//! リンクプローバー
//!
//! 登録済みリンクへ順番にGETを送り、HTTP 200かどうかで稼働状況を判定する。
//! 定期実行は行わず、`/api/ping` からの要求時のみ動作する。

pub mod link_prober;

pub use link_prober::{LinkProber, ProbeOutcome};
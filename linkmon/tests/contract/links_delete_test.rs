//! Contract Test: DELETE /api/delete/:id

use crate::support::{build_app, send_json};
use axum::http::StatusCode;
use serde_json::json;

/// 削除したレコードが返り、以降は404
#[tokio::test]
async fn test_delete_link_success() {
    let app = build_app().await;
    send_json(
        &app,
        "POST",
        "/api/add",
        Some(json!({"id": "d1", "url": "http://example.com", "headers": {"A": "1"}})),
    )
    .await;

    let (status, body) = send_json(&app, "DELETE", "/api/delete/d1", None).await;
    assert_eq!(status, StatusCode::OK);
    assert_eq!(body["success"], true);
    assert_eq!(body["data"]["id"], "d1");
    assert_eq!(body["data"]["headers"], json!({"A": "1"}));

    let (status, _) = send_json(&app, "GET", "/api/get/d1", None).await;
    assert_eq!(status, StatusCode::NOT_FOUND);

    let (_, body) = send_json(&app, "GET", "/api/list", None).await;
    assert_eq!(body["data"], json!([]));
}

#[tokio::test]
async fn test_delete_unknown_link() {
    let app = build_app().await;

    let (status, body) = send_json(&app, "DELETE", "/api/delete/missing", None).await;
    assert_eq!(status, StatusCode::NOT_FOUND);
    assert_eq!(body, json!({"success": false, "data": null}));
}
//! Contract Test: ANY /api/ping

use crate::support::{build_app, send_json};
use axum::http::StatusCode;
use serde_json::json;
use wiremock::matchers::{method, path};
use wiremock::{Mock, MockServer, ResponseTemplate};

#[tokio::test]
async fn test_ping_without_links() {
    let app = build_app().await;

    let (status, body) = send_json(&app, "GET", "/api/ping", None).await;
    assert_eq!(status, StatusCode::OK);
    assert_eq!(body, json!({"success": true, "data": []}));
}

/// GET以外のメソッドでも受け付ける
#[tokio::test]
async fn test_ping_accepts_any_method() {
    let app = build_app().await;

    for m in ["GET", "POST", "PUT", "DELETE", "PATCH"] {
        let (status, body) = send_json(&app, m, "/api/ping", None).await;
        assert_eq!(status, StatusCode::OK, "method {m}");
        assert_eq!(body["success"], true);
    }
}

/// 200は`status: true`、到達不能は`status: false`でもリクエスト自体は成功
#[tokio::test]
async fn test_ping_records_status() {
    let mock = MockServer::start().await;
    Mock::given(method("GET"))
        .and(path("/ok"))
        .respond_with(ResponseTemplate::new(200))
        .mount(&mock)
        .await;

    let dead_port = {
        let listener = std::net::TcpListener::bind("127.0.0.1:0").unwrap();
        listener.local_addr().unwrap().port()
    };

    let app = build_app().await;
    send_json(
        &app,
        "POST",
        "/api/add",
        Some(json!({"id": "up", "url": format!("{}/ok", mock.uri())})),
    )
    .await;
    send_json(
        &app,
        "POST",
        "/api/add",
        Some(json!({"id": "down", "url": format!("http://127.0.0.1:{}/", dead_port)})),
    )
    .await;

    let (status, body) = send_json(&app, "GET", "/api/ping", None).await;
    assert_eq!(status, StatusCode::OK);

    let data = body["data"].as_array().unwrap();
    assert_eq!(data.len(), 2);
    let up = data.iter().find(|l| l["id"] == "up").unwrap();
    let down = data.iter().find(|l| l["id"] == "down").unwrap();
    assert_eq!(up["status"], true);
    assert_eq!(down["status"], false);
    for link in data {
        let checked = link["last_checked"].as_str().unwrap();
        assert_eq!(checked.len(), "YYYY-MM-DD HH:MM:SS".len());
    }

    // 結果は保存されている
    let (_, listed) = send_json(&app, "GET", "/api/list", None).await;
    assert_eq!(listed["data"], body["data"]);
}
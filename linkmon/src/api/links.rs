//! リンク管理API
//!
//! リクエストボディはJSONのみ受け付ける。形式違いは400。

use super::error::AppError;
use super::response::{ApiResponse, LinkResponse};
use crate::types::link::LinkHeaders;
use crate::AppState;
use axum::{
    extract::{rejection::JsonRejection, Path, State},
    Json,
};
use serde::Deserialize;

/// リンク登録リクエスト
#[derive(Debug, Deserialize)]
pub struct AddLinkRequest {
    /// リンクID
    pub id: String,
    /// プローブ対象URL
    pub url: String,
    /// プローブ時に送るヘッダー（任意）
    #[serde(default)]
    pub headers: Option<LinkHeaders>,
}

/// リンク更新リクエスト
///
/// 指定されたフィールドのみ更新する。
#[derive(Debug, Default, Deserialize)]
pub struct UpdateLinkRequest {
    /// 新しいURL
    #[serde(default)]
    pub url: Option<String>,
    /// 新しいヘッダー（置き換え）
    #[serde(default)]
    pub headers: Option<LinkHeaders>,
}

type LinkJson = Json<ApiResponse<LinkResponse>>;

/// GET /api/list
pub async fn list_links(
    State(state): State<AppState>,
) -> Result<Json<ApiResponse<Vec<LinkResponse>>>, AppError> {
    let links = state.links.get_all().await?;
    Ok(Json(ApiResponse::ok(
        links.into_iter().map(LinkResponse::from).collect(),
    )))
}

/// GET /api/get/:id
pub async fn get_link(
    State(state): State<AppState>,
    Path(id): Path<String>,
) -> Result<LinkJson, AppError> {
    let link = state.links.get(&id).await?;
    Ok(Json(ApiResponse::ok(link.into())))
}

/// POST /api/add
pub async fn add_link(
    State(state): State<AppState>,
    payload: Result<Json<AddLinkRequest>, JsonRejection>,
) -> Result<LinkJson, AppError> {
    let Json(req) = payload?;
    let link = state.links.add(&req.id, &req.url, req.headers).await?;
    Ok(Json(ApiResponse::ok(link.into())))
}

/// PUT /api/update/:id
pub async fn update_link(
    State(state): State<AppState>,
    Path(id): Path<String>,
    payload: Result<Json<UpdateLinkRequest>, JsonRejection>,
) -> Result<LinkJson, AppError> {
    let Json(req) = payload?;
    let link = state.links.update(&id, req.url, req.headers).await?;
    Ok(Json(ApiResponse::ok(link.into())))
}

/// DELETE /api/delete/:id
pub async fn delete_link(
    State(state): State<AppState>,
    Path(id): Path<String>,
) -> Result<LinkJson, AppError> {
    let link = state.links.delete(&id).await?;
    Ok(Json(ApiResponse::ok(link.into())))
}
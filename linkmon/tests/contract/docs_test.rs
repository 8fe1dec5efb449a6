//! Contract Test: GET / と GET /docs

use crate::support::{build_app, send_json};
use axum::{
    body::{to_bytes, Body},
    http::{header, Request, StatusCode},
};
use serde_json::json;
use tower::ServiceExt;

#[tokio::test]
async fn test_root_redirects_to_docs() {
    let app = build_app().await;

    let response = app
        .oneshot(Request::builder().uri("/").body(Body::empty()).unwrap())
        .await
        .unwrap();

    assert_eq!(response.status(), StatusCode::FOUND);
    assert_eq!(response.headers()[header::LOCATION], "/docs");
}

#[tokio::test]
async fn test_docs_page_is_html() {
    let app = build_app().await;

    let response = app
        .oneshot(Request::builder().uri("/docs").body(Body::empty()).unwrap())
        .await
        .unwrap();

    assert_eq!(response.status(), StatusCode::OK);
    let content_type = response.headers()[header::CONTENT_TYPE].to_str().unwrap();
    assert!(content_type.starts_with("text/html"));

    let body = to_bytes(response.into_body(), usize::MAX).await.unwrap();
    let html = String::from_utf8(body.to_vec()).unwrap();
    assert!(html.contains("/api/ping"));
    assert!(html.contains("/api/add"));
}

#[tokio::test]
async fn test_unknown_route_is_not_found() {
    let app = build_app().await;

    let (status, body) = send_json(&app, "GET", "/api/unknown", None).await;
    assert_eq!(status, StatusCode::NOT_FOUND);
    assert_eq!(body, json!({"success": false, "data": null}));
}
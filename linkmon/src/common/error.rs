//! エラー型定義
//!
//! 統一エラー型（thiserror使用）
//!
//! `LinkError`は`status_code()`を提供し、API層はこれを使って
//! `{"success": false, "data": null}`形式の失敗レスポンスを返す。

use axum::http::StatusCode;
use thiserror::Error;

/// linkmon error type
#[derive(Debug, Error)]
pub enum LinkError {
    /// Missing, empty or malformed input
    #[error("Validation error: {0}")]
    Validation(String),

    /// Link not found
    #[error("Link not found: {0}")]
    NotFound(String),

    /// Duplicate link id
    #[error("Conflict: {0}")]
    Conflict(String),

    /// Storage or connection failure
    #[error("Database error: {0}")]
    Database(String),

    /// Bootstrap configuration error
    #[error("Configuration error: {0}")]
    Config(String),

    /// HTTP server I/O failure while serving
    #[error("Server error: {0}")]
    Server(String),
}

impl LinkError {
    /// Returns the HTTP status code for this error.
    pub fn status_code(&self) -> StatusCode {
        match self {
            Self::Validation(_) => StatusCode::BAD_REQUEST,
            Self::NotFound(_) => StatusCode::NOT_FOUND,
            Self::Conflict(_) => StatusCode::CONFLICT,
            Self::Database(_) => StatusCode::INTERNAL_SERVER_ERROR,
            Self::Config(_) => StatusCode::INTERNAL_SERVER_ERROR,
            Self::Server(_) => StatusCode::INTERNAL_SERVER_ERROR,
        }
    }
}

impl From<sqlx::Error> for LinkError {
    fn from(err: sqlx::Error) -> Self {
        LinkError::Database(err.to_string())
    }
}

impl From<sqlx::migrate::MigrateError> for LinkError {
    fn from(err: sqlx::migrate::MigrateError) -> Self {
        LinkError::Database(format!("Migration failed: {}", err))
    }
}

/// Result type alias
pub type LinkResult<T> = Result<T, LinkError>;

^^^^^^^^

## Task prompt
Determine how many lines in the data above contain the string "derive". Give nothing except the number.

## Solution
3